*** Exercise inputs ***
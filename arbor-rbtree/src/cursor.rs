//! Cursor traversal over the tree.
//!
//! A cursor is a position in comparator order: either at an element or at
//! the single past-the-end position. Stepping runs through the positions
//! cyclically, so moving forward from the end lands on the minimum and
//! moving backward from the end lands on the maximum.

use core::fmt;
use core::iter::FusedIterator;
use core::marker::PhantomData;
use core::ptr::NonNull;

use crate::error::{Result, TreeError};
use crate::node::{max_node, min_node, Link, Node};
use crate::{Comparator, NaturalOrder, RbTree};

/// Next node in comparator order, or `None` past the maximum.
///
/// # Safety
/// `node` must point into a live tree.
pub(crate) unsafe fn successor<T>(node: NonNull<Node<T>>) -> Link<T> {
    if let Some(right) = (*node.as_ptr()).right {
        return Some(min_node(right));
    }
    let mut current = node;
    let mut parent = (*node.as_ptr()).parent;
    while let Some(p) = parent {
        if Some(current) == (*p.as_ptr()).left {
            return Some(p);
        }
        current = p;
        parent = (*p.as_ptr()).parent;
    }
    None
}

/// Previous node in comparator order, or `None` before the minimum.
///
/// # Safety
/// `node` must point into a live tree.
pub(crate) unsafe fn predecessor<T>(node: NonNull<Node<T>>) -> Link<T> {
    if let Some(left) = (*node.as_ptr()).left {
        return Some(max_node(left));
    }
    let mut current = node;
    let mut parent = (*node.as_ptr()).parent;
    while let Some(p) = parent {
        if Some(current) == (*p.as_ptr()).right {
            return Some(p);
        }
        current = p;
        parent = (*p.as_ptr()).parent;
    }
    None
}

/// Read-only position over a tree.
pub struct Cursor<'a, T, C: Comparator<T> = NaturalOrder> {
    pub(crate) node: Link<T>,
    pub(crate) tree: &'a RbTree<T, C>,
}

// Thread-safety follows the shared borrow, not the node pointer.
unsafe impl<'a, T: Sync, C: Comparator<T> + Sync> Send for Cursor<'a, T, C> {}
unsafe impl<'a, T: Sync, C: Comparator<T> + Sync> Sync for Cursor<'a, T, C> {}

impl<'a, T, C: Comparator<T>> Cursor<'a, T, C> {
    /// Borrows the element under the cursor.
    ///
    /// The past-the-end position carries no element; dereferencing it is an
    /// error, never a default value.
    pub fn get(&self) -> Result<&'a T> {
        match self.node {
            Some(node) => unsafe { Ok(&(*node.as_ptr()).key) },
            None => Err(TreeError::OutOfBounds),
        }
    }

    /// `true` at the past-the-end position.
    pub fn is_end(&self) -> bool {
        self.node.is_none()
    }

    /// Steps to the successor. Past the maximum lands on the end position;
    /// from the end position wraps to the minimum.
    pub fn move_next(&mut self) {
        self.node = match self.node {
            Some(node) => unsafe { successor(node) },
            None => self.tree.first_node(),
        };
    }

    /// Steps to the predecessor; from the end position lands on the maximum.
    pub fn move_prev(&mut self) {
        self.node = match self.node {
            Some(node) => unsafe { predecessor(node) },
            None => self.tree.last_node(),
        };
    }
}

impl<'a, T, C: Comparator<T>> Clone for Cursor<'a, T, C> {
    fn clone(&self) -> Self {
        *self
    }
}

impl<'a, T, C: Comparator<T>> Copy for Cursor<'a, T, C> {}

impl<'a, T, C: Comparator<T>> PartialEq for Cursor<'a, T, C> {
    /// Position identity over the same tree.
    fn eq(&self, other: &Self) -> bool {
        core::ptr::eq(self.tree, other.tree) && self.node == other.node
    }
}

impl<'a, T, C: Comparator<T>> Eq for Cursor<'a, T, C> {}

impl<'a, T: fmt::Debug, C: Comparator<T>> fmt::Debug for Cursor<'a, T, C> {
    fn fmt(&self, f: &mut fmt::Formatter<'_>) -> fmt::Result {
        f.debug_tuple("Cursor").field(&self.get().ok()).finish()
    }
}

/// Exclusive position over a tree; can mutate and remove elements.
pub struct CursorMut<'a, T, C: Comparator<T> = NaturalOrder> {
    pub(crate) node: Link<T>,
    pub(crate) tree: &'a mut RbTree<T, C>,
}

// Thread-safety follows the exclusive borrow, not the node pointer.
unsafe impl<'a, T: Send, C: Comparator<T> + Send> Send for CursorMut<'a, T, C> {}
unsafe impl<'a, T: Sync, C: Comparator<T> + Sync> Sync for CursorMut<'a, T, C> {}

impl<'a, T, C: Comparator<T>> CursorMut<'a, T, C> {
    pub fn get(&self) -> Result<&T> {
        match self.node {
            Some(node) => unsafe { Ok(&(*node.as_ptr()).key) },
            None => Err(TreeError::OutOfBounds),
        }
    }

    /// Mutable borrow of the element under the cursor.
    ///
    /// The caller must not modify whatever the comparator inspects; the
    /// element's position is not re-derived.
    pub fn get_mut(&mut self) -> Result<&mut T> {
        match self.node {
            Some(node) => unsafe { Ok(&mut (*node.as_ptr()).key) },
            None => Err(TreeError::OutOfBounds),
        }
    }

    /// Consumes the cursor into a mutable borrow living as long as the
    /// underlying tree borrow. Same contract as [`CursorMut::get_mut`].
    pub fn into_mut(self) -> Result<&'a mut T> {
        match self.node {
            Some(node) => unsafe { Ok(&mut (*node.as_ptr()).key) },
            None => Err(TreeError::OutOfBounds),
        }
    }

    pub fn is_end(&self) -> bool {
        self.node.is_none()
    }

    pub fn move_next(&mut self) {
        self.node = match self.node {
            Some(node) => unsafe { successor(node) },
            None => self.tree.first_node(),
        };
    }

    pub fn move_prev(&mut self) {
        self.node = match self.node {
            Some(node) => unsafe { predecessor(node) },
            None => self.tree.last_node(),
        };
    }

    /// Removes the element under the cursor, rebalancing the tree, and
    /// leaves the cursor at the end position.
    pub fn remove_current(&mut self) -> Result<T> {
        let node = self.node.take().ok_or(TreeError::OutOfBounds)?;
        Ok(unsafe { self.tree.remove_node(node) })
    }

    /// Read-only view of this position.
    pub fn as_cursor(&self) -> Cursor<'_, T, C> {
        Cursor {
            node: self.node,
            tree: &*self.tree,
        }
    }
}

/// Borrowed in-order iterator.
pub struct Iter<'a, T> {
    pub(crate) front: Link<T>,
    pub(crate) back: Link<T>,
    pub(crate) remaining: usize,
    pub(crate) _marker: PhantomData<&'a T>,
}

unsafe impl<'a, T: Sync> Send for Iter<'a, T> {}
unsafe impl<'a, T: Sync> Sync for Iter<'a, T> {}

impl<'a, T> Clone for Iter<'a, T> {
    fn clone(&self) -> Self {
        Iter {
            front: self.front,
            back: self.back,
            remaining: self.remaining,
            _marker: PhantomData,
        }
    }
}

impl<'a, T> Iterator for Iter<'a, T> {
    type Item = &'a T;

    fn next(&mut self) -> Option<&'a T> {
        if self.remaining == 0 {
            return None;
        }
        let node = self.front?;
        self.remaining -= 1;
        unsafe {
            self.front = successor(node);
            Some(&(*node.as_ptr()).key)
        }
    }

    fn size_hint(&self) -> (usize, Option<usize>) {
        (self.remaining, Some(self.remaining))
    }
}

impl<'a, T> DoubleEndedIterator for Iter<'a, T> {
    fn next_back(&mut self) -> Option<&'a T> {
        if self.remaining == 0 {
            return None;
        }
        let node = self.back?;
        self.remaining -= 1;
        unsafe {
            self.back = predecessor(node);
            Some(&(*node.as_ptr()).key)
        }
    }
}

impl<'a, T> ExactSizeIterator for Iter<'a, T> {}
impl<'a, T> FusedIterator for Iter<'a, T> {}

/// Consuming in-order iterator.
///
/// Tears the tree down as it goes: each step detaches the minimum and lets
/// its right subtree take its place. No color repair happens; the structure
/// is being destroyed, not kept.
pub struct IntoIter<T> {
    pub(crate) root: Link<T>,
    pub(crate) remaining: usize,
}

unsafe impl<T: Send> Send for IntoIter<T> {}
unsafe impl<T: Sync> Sync for IntoIter<T> {}

impl<T> Iterator for IntoIter<T> {
    type Item = T;

    fn next(&mut self) -> Option<T> {
        let root = self.root?;
        unsafe {
            let node = min_node(root);
            let right = (*node.as_ptr()).right;
            match (*node.as_ptr()).parent {
                Some(parent) => {
                    (*parent.as_ptr()).left = right;
                    if let Some(r) = right {
                        (*r.as_ptr()).parent = Some(parent);
                    }
                }
                None => {
                    self.root = right;
                    if let Some(r) = right {
                        (*r.as_ptr()).parent = None;
                    }
                }
            }
            self.remaining -= 1;
            Some(Node::dealloc(node))
        }
    }

    fn size_hint(&self) -> (usize, Option<usize>) {
        (self.remaining, Some(self.remaining))
    }
}

impl<T> ExactSizeIterator for IntoIter<T> {}
impl<T> FusedIterator for IntoIter<T> {}

impl<T> Drop for IntoIter<T> {
    fn drop(&mut self) {
        for _ in self.by_ref() {}
    }
}
//! Scenario tests for the key-value map adapter.

use arbor::{Map, TreeError};

#[test]
fn default_is_empty() {
    let map: Map<i32, i32> = Map::new();
    assert!(map.is_empty());
    assert_eq!(map.len(), 0);
    assert_eq!(map.get(&1), None);
}

#[test]
fn insert_and_lookup() {
    let mut map = Map::new();
    assert!(map.insert(1, "one").unwrap());
    assert!(map.insert(2, "two").unwrap());
    assert_eq!(map.get(&1), Some(&"one"));
    assert_eq!(map.get(&2), Some(&"two"));
    assert_eq!(map.len(), 2);
}

#[test]
fn duplicate_key_keeps_first_value() {
    let mut map = Map::new();
    assert!(map.insert(1, 10).unwrap());
    assert!(!map.insert(1, 99).unwrap());
    assert_eq!(map.get(&1), Some(&10));
    assert_eq!(map.len(), 1);
}

#[test]
fn at_surfaces_missing_keys() {
    let mut map = Map::new();
    map.insert(1, 100).unwrap();
    assert_eq!(map.at(&1), Ok(&100));
    assert_eq!(map.at(&2), Err(TreeError::KeyNotFound));
}

#[test]
fn at_mut_updates_in_place() {
    let mut map = Map::new();
    map.insert("k", 1).unwrap();
    *map.at_mut(&"k").unwrap() += 41;
    assert_eq!(map.get(&"k"), Some(&42));
    assert_eq!(map.at_mut(&"absent"), Err(TreeError::KeyNotFound));
}

#[test]
fn insert_or_assign_overwrites() {
    let mut map = Map::new();
    assert!(map.insert_or_assign(5, "old").unwrap());
    assert!(!map.insert_or_assign(5, "new").unwrap());
    assert_eq!(map.get(&5), Some(&"new"));
    assert_eq!(map.len(), 1);
}

#[test]
fn entry_or_default_inserts_once() {
    let mut map: Map<&str, Vec<i32>> = Map::new();
    map.entry_or_default("list").unwrap().push(1);
    map.entry_or_default("list").unwrap().push(2);
    assert_eq!(map.get(&"list"), Some(&vec![1, 2]));
    assert_eq!(map.len(), 1);
}

#[test]
fn index_returns_the_value() {
    let mut map = Map::new();
    map.insert(3, "three").unwrap();
    assert_eq!(map[&3], "three");
}

#[test]
#[should_panic(expected = "no entry found for key")]
fn index_panics_on_missing_key() {
    let map: Map<i32, i32> = Map::new();
    let _ = map[&7];
}

#[test]
fn contains_key() {
    let mut map = Map::new();
    map.insert(1, ()).unwrap();
    assert!(map.contains_key(&1));
    assert!(!map.contains_key(&2));
}

#[test]
fn remove_returns_the_value() {
    let mut map = Map::new();
    map.insert(1, "a").unwrap();
    assert_eq!(map.remove(&1), Some("a"));
    assert_eq!(map.remove(&1), None);
    assert!(map.is_empty());
}

#[test]
fn iterates_in_key_order() {
    let map: Map<i32, char> = [(3, 'c'), (1, 'a'), (2, 'b')].into_iter().collect();
    let entries: Vec<(i32, char)> = map.iter().map(|(k, v)| (*k, *v)).collect();
    assert_eq!(entries, vec![(1, 'a'), (2, 'b'), (3, 'c')]);

    let keys: Vec<i32> = map.keys().copied().collect();
    assert_eq!(keys, vec![1, 2, 3]);
    let values: Vec<char> = map.values().copied().collect();
    assert_eq!(values, vec!['a', 'b', 'c']);
}

#[test]
fn merge_drops_colliding_entries() {
    let mut target: Map<i32, &str> = [(1, "one"), (2, "two")].into_iter().collect();
    let mut source: Map<i32, &str> = [(2, "zwei"), (3, "drei")].into_iter().collect();

    target.merge(&mut source).unwrap();

    assert_eq!(target.len(), 3);
    assert_eq!(target.get(&2), Some(&"two"), "existing entry wins");
    assert_eq!(target.get(&3), Some(&"drei"));
    assert!(source.is_empty());
}

#[test]
fn insert_many_reports_per_pair() {
    let mut map = Map::new();
    let added = map
        .insert_many([(1, "a"), (2, "b"), (1, "dup")])
        .unwrap();
    assert_eq!(added, vec![true, true, false]);
    assert_eq!(map.len(), 2);
}

#[test]
fn clear_then_reuse() {
    let mut map: Map<i32, i32> = [(1, 1), (2, 4)].into_iter().collect();
    map.clear();
    assert!(map.is_empty());
    map.insert(3, 9).unwrap();
    assert_eq!(map.get(&3), Some(&9));
}

#[test]
fn clone_is_deep() {
    let original: Map<i32, String> = [(1, "a".to_string())].into_iter().collect();
    let mut copy = original.clone();
    copy.at_mut(&1).unwrap().push('!');
    assert_eq!(original.get(&1), Some(&"a".to_string()));
    assert_eq!(copy.get(&1), Some(&"a!".to_string()));
}

#[test]
fn into_iterator_consumes_entries() {
    let map: Map<i32, char> = [(2, 'b'), (1, 'a')].into_iter().collect();
    let entries: Vec<(i32, char)> = map.into_iter().collect();
    assert_eq!(entries, vec![(1, 'a'), (2, 'b')]);
}

#[test]
fn equality_compares_entries() {
    let a: Map<i32, i32> = [(1, 10), (2, 20)].into_iter().collect();
    let b: Map<i32, i32> = [(2, 20), (1, 10)].into_iter().collect();
    let c: Map<i32, i32> = [(1, 10), (2, 99)].into_iter().collect();
    assert_eq!(a, b);
    assert_ne!(a, c);
}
*** End of Exercise inputs ***
Transcribe the records above from the line holding "impl<'a, T, C: Comparator<T>> PartialEq" down to the line holding "impl<'a, T: fmt::Debug, C: Comparator<T>>", inclusive, without adding anything.

Exercise output:
impl<'a, T, C: Comparator<T>> PartialEq for Cursor<'a, T, C> {
    /// Position identity over the same tree.
    fn eq(&self, other: &Self) -> bool {
        core::ptr::eq(self.tree, other.tree) && self.node == other.node
    }
}

impl<'a, T, C: Comparator<T>> Eq for Cursor<'a, T, C> {}

impl<'a, T: fmt::Debug, C: Comparator<T>> fmt::Debug for Cursor<'a, T, C> {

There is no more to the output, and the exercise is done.